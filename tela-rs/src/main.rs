use std::io::{self, Read};
use std::path::Path;
use std::process::ExitCode;

use tracing_subscriber::{fmt, prelude::*, EnvFilter};

use tela::cli::{self, CliArgs, ConfigFile};
use tela::config::Config;
use tela::script::{interpret, CommandRegistry};
use tela::surface::{Surface, Surfaces, WriteSurface};
use tela::terminal::TerminalSurface;

fn main() -> ExitCode {
    let args = match cli::parse_args() {
        Ok(a) => a,
        Err(e) => {
            eprintln!("tela: {e}");
            eprintln!("{}", cli::USAGE);
            return ExitCode::FAILURE;
        }
    };

    if args.help {
        println!("{}", cli::USAGE);
        return ExitCode::SUCCESS;
    }

    init_tracing(args.debug);

    if args.list_commands {
        for kw in CommandRegistry::with_builtins().keywords() {
            println!("{kw}");
        }
        return ExitCode::SUCCESS;
    }

    match run(args) {
        Ok(()) => ExitCode::SUCCESS,
        Err(e) => {
            eprintln!("tela: {e}");
            ExitCode::FAILURE
        }
    }
}

/// Log to stderr; `RUST_LOG` applies unless `-d` was given.
fn init_tracing(debug: bool) {
    let filter = if debug {
        EnvFilter::new("tela=debug")
    } else {
        EnvFilter::try_from_default_env().unwrap_or_else(|_| EnvFilter::new("tela=warn"))
    };
    tracing_subscriber::registry()
        .with(fmt::layer().with_writer(io::stderr))
        .with(filter)
        .init();
}

fn run(args: CliArgs) -> Result<(), String> {
    let config = load_config(&args.config);
    let source = read_script(args.script.as_deref())?;

    // A piped stdout gets the dump format; escape codes would be noise there.
    let dump = args.dump || !stdout_is_tty();
    let surface: Box<dyn Surface> = if dump {
        Box::new(WriteSurface::new(io::stdout()))
    } else {
        Box::new(TerminalSurface::new(io::stdout(), &config))
    };

    let mut surfaces: Surfaces = Surfaces::new();
    surfaces.insert(config.surface.clone(), surface);

    let target = args.target.as_deref().unwrap_or(&config.surface);
    let result = interpret(&mut surfaces, target, &source);
    // drop the surface first so the terminal is parked before any message
    drop(surfaces);

    let report = result.map_err(|e| e.to_string())?;
    tracing::debug!(?report, "done");
    Ok(())
}

fn load_config(choice: &ConfigFile) -> Config {
    let path = match choice {
        ConfigFile::Skip => return Config::default(),
        ConfigFile::Explicit(p) => Some(p.clone()),
        ConfigFile::Search => cli::find_user_config(),
    };
    let Some(path) = path else {
        return Config::default();
    };

    match Config::load_file(&path) {
        Ok((config, errors)) => {
            for e in errors {
                tracing::warn!(file = %path.display(), "{e}");
            }
            config
        }
        Err(e) => {
            eprintln!("tela: warning: {}: {e}", path.display());
            Config::default()
        }
    }
}

fn read_script(path: Option<&Path>) -> Result<String, String> {
    match path {
        Some(p) => std::fs::read_to_string(p).map_err(|e| format!("{}: {e}", p.display())),
        None => {
            let mut s = String::new();
            io::stdin()
                .read_to_string(&mut s)
                .map_err(|e| format!("stdin: {e}"))?;
            Ok(s)
        }
    }
}

fn stdout_is_tty() -> bool {
    unsafe { libc::isatty(libc::STDOUT_FILENO) != 0 }
}
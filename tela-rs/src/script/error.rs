//! Error taxonomy for the tela interpreter.
//!
//! Every variant except [`ScriptError::SurfaceUnavailable`] is recoverable:
//! the execution loop turns it into an `Erro: …` line and moves on.  The
//! messages are the ones users of the dialect see on the surface.

use thiserror::Error;

/// Failure raised while processing a script.
#[derive(Debug, Clone, PartialEq, Error)]
pub enum ScriptError {
    /// The rendering surface could not be acquired.  Fatal; raised before
    /// any line is processed.
    #[error("Canvas não encontrado ou contexto inválido: {0}")]
    SurfaceUnavailable(String),

    #[error("Comando desconhecido: {0}")]
    UnknownCommand(String),

    #[error("Comando 'set' inválido: {0}")]
    InvalidSetSyntax(String),

    #[error("Objeto malformado em: {0}")]
    MalformedObjectLiteral(String),

    #[error("Par chave-valor inválido em: {0}")]
    InvalidKeyValuePair(String),

    #[error("Valor inválido no comando: {0}")]
    InvalidValue(String),

    #[error("Sintaxe inválida em 'display': {0}")]
    InvalidDisplaySyntax(String),

    /// `expr` is the display argument as written; `reason` is the evaluator's
    /// diagnostic (logged, not rendered).
    #[error("Erro ao avaliar expressão: {expr}")]
    ExpressionEvaluation { expr: String, reason: EvalError },
}

impl ScriptError {
    /// `true` when the error aborts the whole invocation.
    pub fn is_fatal(&self) -> bool {
        matches!(self, ScriptError::SurfaceUnavailable(_))
    }

    /// Short stable name of the error kind, used as a structured log field.
    pub fn kind(&self) -> &'static str {
        match self {
            ScriptError::SurfaceUnavailable(_) => "SurfaceUnavailable",
            ScriptError::UnknownCommand(_) => "UnknownCommand",
            ScriptError::InvalidSetSyntax(_) => "InvalidSetSyntax",
            ScriptError::MalformedObjectLiteral(_) => "MalformedObjectLiteral",
            ScriptError::InvalidKeyValuePair(_) => "InvalidKeyValuePair",
            ScriptError::InvalidValue(_) => "InvalidValue",
            ScriptError::InvalidDisplaySyntax(_) => "InvalidDisplaySyntax",
            ScriptError::ExpressionEvaluation { .. } => "ExpressionEvaluationError",
        }
    }
}

/// Failure inside the restricted expression evaluator.
#[derive(Debug, Clone, PartialEq, Error)]
pub enum EvalError {
    #[error("unknown identifier '{0}'")]
    UnknownIdentifier(String),

    #[error("unexpected character '{0}'")]
    UnexpectedChar(char),

    #[error("unterminated string literal")]
    UnterminatedString,

    #[error("invalid number '{0}'")]
    InvalidNumber(String),

    #[error("unexpected {0}")]
    UnexpectedToken(String),

    #[error("expected {expected}, found {found}")]
    Expected { expected: &'static str, found: String },

    #[error("operator '{op}' cannot be applied to {left} and {right}")]
    TypeMismatch {
        op: &'static str,
        left: &'static str,
        right: &'static str,
    },

    #[error("operator '{op}' cannot be applied to {operand}")]
    UnaryTypeMismatch { op: &'static str, operand: &'static str },

    #[error("{0} has no field '{1}'")]
    NoSuchField(&'static str, String),

    #[error("expression nests too deeply")]
    TooDeep,
}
═══
* _Your objective_:
Please copy the data above in its entirety, exactly as written.

* _Exercise response_:
filename tela-rs/src/main.rs
use std::io::{self, Read};
use std::path::Path;
use std::process::ExitCode;

use tracing_subscriber::{fmt, prelude::*, EnvFilter};

use tela::cli::{self, CliArgs, ConfigFile};
use tela::config::Config;
use tela::script::{interpret, CommandRegistry};
use tela::surface::{Surface, Surfaces, WriteSurface};
use tela::terminal::TerminalSurface;

fn main() -> ExitCode {
    let args = match cli::parse_args() {
        Ok(a) => a,
        Err(e) => {
            eprintln!("tela: {e}");
            eprintln!("{}", cli::USAGE);
            return ExitCode::FAILURE;
        }
    };

    if args.help {
        println!("{}", cli::USAGE);
        return ExitCode::SUCCESS;
    }

    init_tracing(args.debug);

    if args.list_commands {
        for kw in CommandRegistry::with_builtins().keywords() {
            println!("{kw}");
        }
        return ExitCode::SUCCESS;
    }

    match run(args) {
        Ok(()) => ExitCode::SUCCESS,
        Err(e) => {
            eprintln!("tela: {e}");
            ExitCode::FAILURE
        }
    }
}

/// Log to stderr; `RUST_LOG` applies unless `-d` was given.
fn init_tracing(debug: bool) {
    let filter = if debug {
        EnvFilter::new("tela=debug")
    } else {
        EnvFilter::try_from_default_env().unwrap_or_else(|_| EnvFilter::new("tela=warn"))
    };
    tracing_subscriber::registry()
        .with(fmt::layer().with_writer(io::stderr))
        .with(filter)
        .init();
}

fn run(args: CliArgs) -> Result<(), String> {
    let config = load_config(&args.config);
    let source = read_script(args.script.as_deref())?;

    // A piped stdout gets the dump format; escape codes would be noise there.
    let dump = args.dump || !stdout_is_tty();
    let surface: Box<dyn Surface> = if dump {
        Box::new(WriteSurface::new(io::stdout()))
    } else {
        Box::new(TerminalSurface::new(io::stdout(), &config))
    };

    let mut surfaces: Surfaces = Surfaces::new();
    surfaces.insert(config.surface.clone(), surface);

    let target = args.target.as_deref().unwrap_or(&config.surface);
    let result = interpret(&mut surfaces, target, &source);
    // drop the surface first so the terminal is parked before any message
    drop(surfaces);

    let report = result.map_err(|e| e.to_string())?;
    tracing::debug!(?report, "done");
    Ok(())
}

fn load_config(choice: &ConfigFile) -> Config {
    let path = match choice {
        ConfigFile::Skip => return Config::default(),
        ConfigFile::Explicit(p) => Some(p.clone()),
        ConfigFile::Search => cli::find_user_config(),
    };
    let Some(path) = path else {
        return Config::default();
    };

    match Config::load_file(&path) {
        Ok((config, errors)) => {
            for e in errors {
                tracing::warn!(file = %path.display(), "{e}");
            }
            config
        }
        Err(e) => {
            eprintln!("tela: warning: {}: {e}", path.display());
            Config::default()
        }
    }
}

fn read_script(path: Option<&Path>) -> Result<String, String> {
    match path {
        Some(p) => std::fs::read_to_string(p).map_err(|e| format!("{}: {e}", p.display())),
        None => {
            let mut s = String::new();
            io::stdin()
                .read_to_string(&mut s)
                .map_err(|e| format!("stdin: {e}"))?;
            Ok(s)
        }
    }
}

fn stdout_is_tty() -> bool {
    unsafe { libc::isatty(libc::STDOUT_FILENO) != 0 }
}
filename tela-rs/src/script/error.rs
//! Error taxonomy for the tela interpreter.
//!
//! Every variant except [`ScriptError::SurfaceUnavailable`] is recoverable:
//! the execution loop turns it into an `Erro: …` line and moves on.  The
//! messages are the ones users of the dialect see on the surface.

use thiserror::Error;

/// Failure raised while processing a script.
#[derive(Debug, Clone, PartialEq, Error)]
pub enum ScriptError {
    /// The rendering surface could not be acquired.  Fatal; raised before
    /// any line is processed.
    #[error("Canvas não encontrado ou contexto inválido: {0}")]
    SurfaceUnavailable(String),

    #[error("Comando desconhecido: {0}")]
    UnknownCommand(String),

    #[error("Comando 'set' inválido: {0}")]
    InvalidSetSyntax(String),

    #[error("Objeto malformado em: {0}")]
    MalformedObjectLiteral(String),

    #[error("Par chave-valor inválido em: {0}")]
    InvalidKeyValuePair(String),

    #[error("Valor inválido no comando: {0}")]
    InvalidValue(String),

    #[error("Sintaxe inválida em 'display': {0}")]
    InvalidDisplaySyntax(String),

    /// `expr` is the display argument as written; `reason` is the evaluator's
    /// diagnostic (logged, not rendered).
    #[error("Erro ao avaliar expressão: {expr}")]
    ExpressionEvaluation { expr: String, reason: EvalError },
}

impl ScriptError {
    /// `true` when the error aborts the whole invocation.
    pub fn is_fatal(&self) -> bool {
        matches!(self, ScriptError::SurfaceUnavailable(_))
    }

    /// Short stable name of the error kind, used as a structured log field.
    pub fn kind(&self) -> &'static str {
        match self {
            ScriptError::SurfaceUnavailable(_) => "SurfaceUnavailable",
            ScriptError::UnknownCommand(_) => "UnknownCommand",
            ScriptError::InvalidSetSyntax(_) => "InvalidSetSyntax",
            ScriptError::MalformedObjectLiteral(_) => "MalformedObjectLiteral",
            ScriptError::InvalidKeyValuePair(_) => "InvalidKeyValuePair",
            ScriptError::InvalidValue(_) => "InvalidValue",
            ScriptError::InvalidDisplaySyntax(_) => "InvalidDisplaySyntax",
            ScriptError::ExpressionEvaluation { .. } => "ExpressionEvaluationError",
        }
    }
}

/// Failure inside the restricted expression evaluator.
#[derive(Debug, Clone, PartialEq, Error)]
pub enum EvalError {
    #[error("unknown identifier '{0}'")]
    UnknownIdentifier(String),

    #[error("unexpected character '{0}'")]
    UnexpectedChar(char),

    #[error("unterminated string literal")]
    UnterminatedString,

    #[error("invalid number '{0}'")]
    InvalidNumber(String),

    #[error("unexpected {0}")]
    UnexpectedToken(String),

    #[error("expected {expected}, found {found}")]
    Expected { expected: &'static str, found: String },

    #[error("operator '{op}' cannot be applied to {left} and {right}")]
    TypeMismatch {
        op: &'static str,
        left: &'static str,
        right: &'static str,
    },

    #[error("operator '{op}' cannot be applied to {operand}")]
    UnaryTypeMismatch { op: &'static str, operand: &'static str },

    #[error("{0} has no field '{1}'")]
    NoSuchField(&'static str, String),

    #[error("expression nests too deeply")]
    TooDeep,
}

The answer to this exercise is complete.